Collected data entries
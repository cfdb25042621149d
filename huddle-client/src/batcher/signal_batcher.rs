use crate::{BatchConfig, SharedRuntime, SignalTransport, Timer, TransportError};
use futures::channel::oneshot;
use huddle_core::{EventData, RoomId, SignalEvent, SignalGroup, SignalPayload, UserId};
use std::cell::RefCell;
use std::collections::HashMap;
use std::future::Future;
use std::rc::{Rc, Weak};
use tracing::{debug, warn};

type Waiter = oneshot::Sender<Result<(), TransportError>>;

#[derive(Default)]
struct RecipientQueue {
    events: Vec<SignalEvent>,
    waiters: Vec<Waiter>,
    debounce: Option<Timer>,
}

/// Flushed groups of one room waiting to go out in a single request.
#[derive(Default)]
struct Outbox {
    groups: Vec<(UserId, Vec<SignalEvent>)>,
    waiters: Vec<Waiter>,
    coalesce: Option<Timer>,
    in_flight: bool,
    resend: bool,
}

#[derive(Default)]
struct BatcherState {
    queues: HashMap<(RoomId, UserId), RecipientQueue>,
    outboxes: HashMap<RoomId, Outbox>,
}

struct BatcherShared {
    state: RefCell<BatcherState>,
    runtime: SharedRuntime,
    transport: Rc<dyn SignalTransport>,
    config: BatchConfig,
}

/// Batches outbound signal events per (room, recipient).
///
/// Candidates wait for a quiet period or a full batch. Offers and answers
/// flush whatever is queued for their recipient ahead of them and go out
/// right away. Requests for one room are sent one at a time, so events for
/// a peer reach the relay in the order they were queued.
#[derive(Clone)]
pub struct SignalBatcher {
    shared: Rc<BatcherShared>,
}

impl SignalBatcher {
    pub fn new(
        runtime: SharedRuntime,
        transport: Rc<dyn SignalTransport>,
        config: BatchConfig,
    ) -> Self {
        Self {
            shared: Rc::new(BatcherShared {
                state: RefCell::new(BatcherState::default()),
                runtime,
                transport,
                config,
            }),
        }
    }

    fn from_weak(weak: &Weak<BatcherShared>) -> Option<Self> {
        weak.upgrade().map(|shared| Self { shared })
    }

    /// Queues `event` for `recipient`. The returned future resolves with the
    /// result of the request that carried it.
    pub fn enqueue(
        &self,
        room_id: RoomId,
        recipient: UserId,
        event: SignalEvent,
    ) -> impl Future<Output = Result<(), TransportError>> + 'static {
        let (tx, rx) = oneshot::channel();
        let is_candidate = event.is_candidate();

        let flush_now = {
            let mut state = self.shared.state.borrow_mut();
            let queue = state.queues.entry((room_id, recipient)).or_default();
            queue.events.push(event);
            queue.waiters.push(tx);

            if !is_candidate || queue.events.len() >= self.shared.config.max_batch {
                true
            } else {
                let weak = Rc::downgrade(&self.shared);
                queue.debounce = Some(Timer::start(
                    &self.shared.runtime,
                    self.shared.config.candidate_debounce,
                    move || {
                        if let Some(batcher) = Self::from_weak(&weak) {
                            batcher.flush_recipient(room_id, recipient, false);
                        }
                    },
                ));
                false
            }
        };

        if flush_now {
            self.flush_recipient(room_id, recipient, !is_candidate);
        }

        async move { rx.await.unwrap_or(Err(TransportError::Cancelled)) }
    }

    /// Number of events queued for `recipient` and not yet handed to the outbox.
    pub fn pending(&self, room_id: RoomId, recipient: UserId) -> usize {
        self.shared
            .state
            .borrow()
            .queues
            .get(&(room_id, recipient))
            .map_or(0, |queue| queue.events.len())
    }

    /// Drops everything queued for the room. Waiting callers get [`TransportError::Cancelled`].
    pub fn cancel_room(&self, room_id: RoomId) {
        let waiters: Vec<Waiter> = {
            let mut state = self.shared.state.borrow_mut();
            let keys: Vec<(RoomId, UserId)> = state
                .queues
                .keys()
                .filter(|(room, _)| *room == room_id)
                .copied()
                .collect();
            let mut waiters = Vec::new();
            for key in keys {
                if let Some(queue) = state.queues.remove(&key) {
                    waiters.extend(queue.waiters);
                }
            }
            if let Some(outbox) = state.outboxes.remove(&room_id) {
                waiters.extend(outbox.waiters);
            }
            waiters
        };

        if !waiters.is_empty() {
            debug!("Cancelled {} queued signal(s) for room {}", waiters.len(), room_id);
        }
        for waiter in waiters {
            let _ = waiter.send(Err(TransportError::Cancelled));
        }
    }

    fn flush_recipient(&self, room_id: RoomId, recipient: UserId, immediate: bool) {
        let arm_coalesce = {
            let mut state = self.shared.state.borrow_mut();
            let Some(queue) = state.queues.remove(&(room_id, recipient)) else {
                return;
            };
            if queue.events.is_empty() {
                return;
            }

            let outbox = state.outboxes.entry(room_id).or_default();
            match outbox.groups.iter_mut().find(|(to, _)| *to == recipient) {
                Some((_, events)) => events.extend(queue.events),
                None => outbox.groups.push((recipient, queue.events)),
            }
            outbox.waiters.extend(queue.waiters);

            if !immediate && outbox.coalesce.is_none() {
                let weak = Rc::downgrade(&self.shared);
                outbox.coalesce = Some(Timer::start(
                    &self.shared.runtime,
                    self.shared.config.coalesce_window,
                    move || {
                        if let Some(batcher) = Self::from_weak(&weak) {
                            batcher.send_room(room_id);
                        }
                    },
                ));
            }
            !immediate
        };

        if !arm_coalesce {
            self.send_room(room_id);
        }
    }

    fn send_room(&self, room_id: RoomId) {
        let (groups, waiters) = {
            let mut state = self.shared.state.borrow_mut();
            let Some(outbox) = state.outboxes.get_mut(&room_id) else {
                return;
            };
            outbox.coalesce = None;
            if outbox.in_flight {
                outbox.resend = true;
                return;
            }
            if outbox.groups.is_empty() {
                return;
            }
            outbox.in_flight = true;
            (
                std::mem::take(&mut outbox.groups),
                std::mem::take(&mut outbox.waiters),
            )
        };

        let groups = groups
            .into_iter()
            .map(|(recipient_id, events)| SignalGroup {
                recipient_id,
                events: events.iter().map(EventData::from_event).collect(),
            })
            .collect();
        let Some(payload) = SignalPayload::from_groups(groups) else {
            for waiter in waiters {
                let _ = waiter.send(Ok(()));
            }
            self.finish_send(room_id);
            return;
        };

        let batcher = self.clone();
        self.shared.runtime.spawn(Box::pin(async move {
            let count = payload.event_count();
            let result = batcher.shared.transport.send(room_id, payload).await;
            match &result {
                Ok(()) => debug!("Sent {} signal event(s) to room {}", count, room_id),
                Err(e) => warn!(
                    "Signal request with {} event(s) to room {} failed: {}",
                    count, room_id, e
                ),
            }
            for waiter in waiters {
                let _ = waiter.send(result.clone());
            }
            batcher.finish_send(room_id);
        }));
    }

    fn finish_send(&self, room_id: RoomId) {
        let resend = {
            let mut state = self.shared.state.borrow_mut();
            let Some(outbox) = state.outboxes.get_mut(&room_id) else {
                return;
            };
            outbox.in_flight = false;
            let resend = std::mem::take(&mut outbox.resend);
            if outbox.groups.is_empty() && outbox.coalesce.is_none() {
                state.outboxes.remove(&room_id);
                return;
            }
            resend
        };

        if resend {
            self.send_room(room_id);
        }
    }
}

Aim of the task: Reproduce the records exactly as they appear.

Answer box:
repository cfdb25042621149d
filename huddle-client/src/batcher/signal_batcher.rs
use crate::{BatchConfig, SharedRuntime, SignalTransport, Timer, TransportError};
use futures::channel::oneshot;
use huddle_core::{EventData, RoomId, SignalEvent, SignalGroup, SignalPayload, UserId};
use std::cell::RefCell;
use std::collections::HashMap;
use std::future::Future;
use std::rc::{Rc, Weak};
use tracing::{debug, warn};

type Waiter = oneshot::Sender<Result<(), TransportError>>;

#[derive(Default)]
struct RecipientQueue {
    events: Vec<SignalEvent>,
    waiters: Vec<Waiter>,
    debounce: Option<Timer>,
}

/// Flushed groups of one room waiting to go out in a single request.
#[derive(Default)]
struct Outbox {
    groups: Vec<(UserId, Vec<SignalEvent>)>,
    waiters: Vec<Waiter>,
    coalesce: Option<Timer>,
    in_flight: bool,
    resend: bool,
}

#[derive(Default)]
struct BatcherState {
    queues: HashMap<(RoomId, UserId), RecipientQueue>,
    outboxes: HashMap<RoomId, Outbox>,
}

struct BatcherShared {
    state: RefCell<BatcherState>,
    runtime: SharedRuntime,
    transport: Rc<dyn SignalTransport>,
    config: BatchConfig,
}

/// Batches outbound signal events per (room, recipient).
///
/// Candidates wait for a quiet period or a full batch. Offers and answers
/// flush whatever is queued for their recipient ahead of them and go out
/// right away. Requests for one room are sent one at a time, so events for
/// a peer reach the relay in the order they were queued.
#[derive(Clone)]
pub struct SignalBatcher {
    shared: Rc<BatcherShared>,
}

impl SignalBatcher {
    pub fn new(
        runtime: SharedRuntime,
        transport: Rc<dyn SignalTransport>,
        config: BatchConfig,
    ) -> Self {
        Self {
            shared: Rc::new(BatcherShared {
                state: RefCell::new(BatcherState::default()),
                runtime,
                transport,
                config,
            }),
        }
    }

    fn from_weak(weak: &Weak<BatcherShared>) -> Option<Self> {
        weak.upgrade().map(|shared| Self { shared })
    }

    /// Queues `event` for `recipient`. The returned future resolves with the
    /// result of the request that carried it.
    pub fn enqueue(
        &self,
        room_id: RoomId,
        recipient: UserId,
        event: SignalEvent,
    ) -> impl Future<Output = Result<(), TransportError>> + 'static {
        let (tx, rx) = oneshot::channel();
        let is_candidate = event.is_candidate();

        let flush_now = {
            let mut state = self.shared.state.borrow_mut();
            let queue = state.queues.entry((room_id, recipient)).or_default();
            queue.events.push(event);
            queue.waiters.push(tx);

            if !is_candidate || queue.events.len() >= self.shared.config.max_batch {
                true
            } else {
                let weak = Rc::downgrade(&self.shared);
                queue.debounce = Some(Timer::start(
                    &self.shared.runtime,
                    self.shared.config.candidate_debounce,
                    move || {
                        if let Some(batcher) = Self::from_weak(&weak) {
                            batcher.flush_recipient(room_id, recipient, false);
                        }
                    },
                ));
                false
            }
        };

        if flush_now {
            self.flush_recipient(room_id, recipient, !is_candidate);
        }

        async move { rx.await.unwrap_or(Err(TransportError::Cancelled)) }
    }

    /// Number of events queued for `recipient` and not yet handed to the outbox.
    pub fn pending(&self, room_id: RoomId, recipient: UserId) -> usize {
        self.shared
            .state
            .borrow()
            .queues
            .get(&(room_id, recipient))
            .map_or(0, |queue| queue.events.len())
    }

    /// Drops everything queued for the room. Waiting callers get [`TransportError::Cancelled`].
    pub fn cancel_room(&self, room_id: RoomId) {
        let waiters: Vec<Waiter> = {
            let mut state = self.shared.state.borrow_mut();
            let keys: Vec<(RoomId, UserId)> = state
                .queues
                .keys()
                .filter(|(room, _)| *room == room_id)
                .copied()
                .collect();
            let mut waiters = Vec::new();
            for key in keys {
                if let Some(queue) = state.queues.remove(&key) {
                    waiters.extend(queue.waiters);
                }
            }
            if let Some(outbox) = state.outboxes.remove(&room_id) {
                waiters.extend(outbox.waiters);
            }
            waiters
        };

        if !waiters.is_empty() {
            debug!("Cancelled {} queued signal(s) for room {}", waiters.len(), room_id);
        }
        for waiter in waiters {
            let _ = waiter.send(Err(TransportError::Cancelled));
        }
    }

    fn flush_recipient(&self, room_id: RoomId, recipient: UserId, immediate: bool) {
        let arm_coalesce = {
            let mut state = self.shared.state.borrow_mut();
            let Some(queue) = state.queues.remove(&(room_id, recipient)) else {
                return;
            };
            if queue.events.is_empty() {
                return;
            }

            let outbox = state.outboxes.entry(room_id).or_default();
            match outbox.groups.iter_mut().find(|(to, _)| *to == recipient) {
                Some((_, events)) => events.extend(queue.events),
                None => outbox.groups.push((recipient, queue.events)),
            }
            outbox.waiters.extend(queue.waiters);

            if !immediate && outbox.coalesce.is_none() {
                let weak = Rc::downgrade(&self.shared);
                outbox.coalesce = Some(Timer::start(
                    &self.shared.runtime,
                    self.shared.config.coalesce_window,
                    move || {
                        if let Some(batcher) = Self::from_weak(&weak) {
                            batcher.send_room(room_id);
                        }
                    },
                ));
            }
            !immediate
        };

        if !arm_coalesce {
            self.send_room(room_id);
        }
    }

    fn send_room(&self, room_id: RoomId) {
        let (groups, waiters) = {
            let mut state = self.shared.state.borrow_mut();
            let Some(outbox) = state.outboxes.get_mut(&room_id) else {
                return;
            };
            outbox.coalesce = None;
            if outbox.in_flight {
                outbox.resend = true;
                return;
            }
            if outbox.groups.is_empty() {
                return;
            }
            outbox.in_flight = true;
            (
                std::mem::take(&mut outbox.groups),
                std::mem::take(&mut outbox.waiters),
            )
        };

        let groups = groups
            .into_iter()
            .map(|(recipient_id, events)| SignalGroup {
                recipient_id,
                events: events.iter().map(EventData::from_event).collect(),
            })
            .collect();
        let Some(payload) = SignalPayload::from_groups(groups) else {
            for waiter in waiters {
                let _ = waiter.send(Ok(()));
            }
            self.finish_send(room_id);
            return;
        };

        let batcher = self.clone();
        self.shared.runtime.spawn(Box::pin(async move {
            let count = payload.event_count();
            let result = batcher.shared.transport.send(room_id, payload).await;
            match &result {
                Ok(()) => debug!("Sent {} signal event(s) to room {}", count, room_id),
                Err(e) => warn!(
                    "Signal request with {} event(s) to room {} failed: {}",
                    count, room_id, e
                ),
            }
            for waiter in waiters {
                let _ = waiter.send(result.clone());
            }
            batcher.finish_send(room_id);
        }));
    }

    fn finish_send(&self, room_id: RoomId) {
        let resend = {
            let mut state = self.shared.state.borrow_mut();
            let Some(outbox) = state.outboxes.get_mut(&room_id) else {
                return;
            };
            outbox.in_flight = false;
            let resend = std::mem::take(&mut outbox.resend);
            if outbox.groups.is_empty() && outbox.coalesce.is_none() {
                state.outboxes.remove(&room_id);
                return;
            }
            resend
        };

        if resend {
            self.send_room(room_id);
        }
    }
}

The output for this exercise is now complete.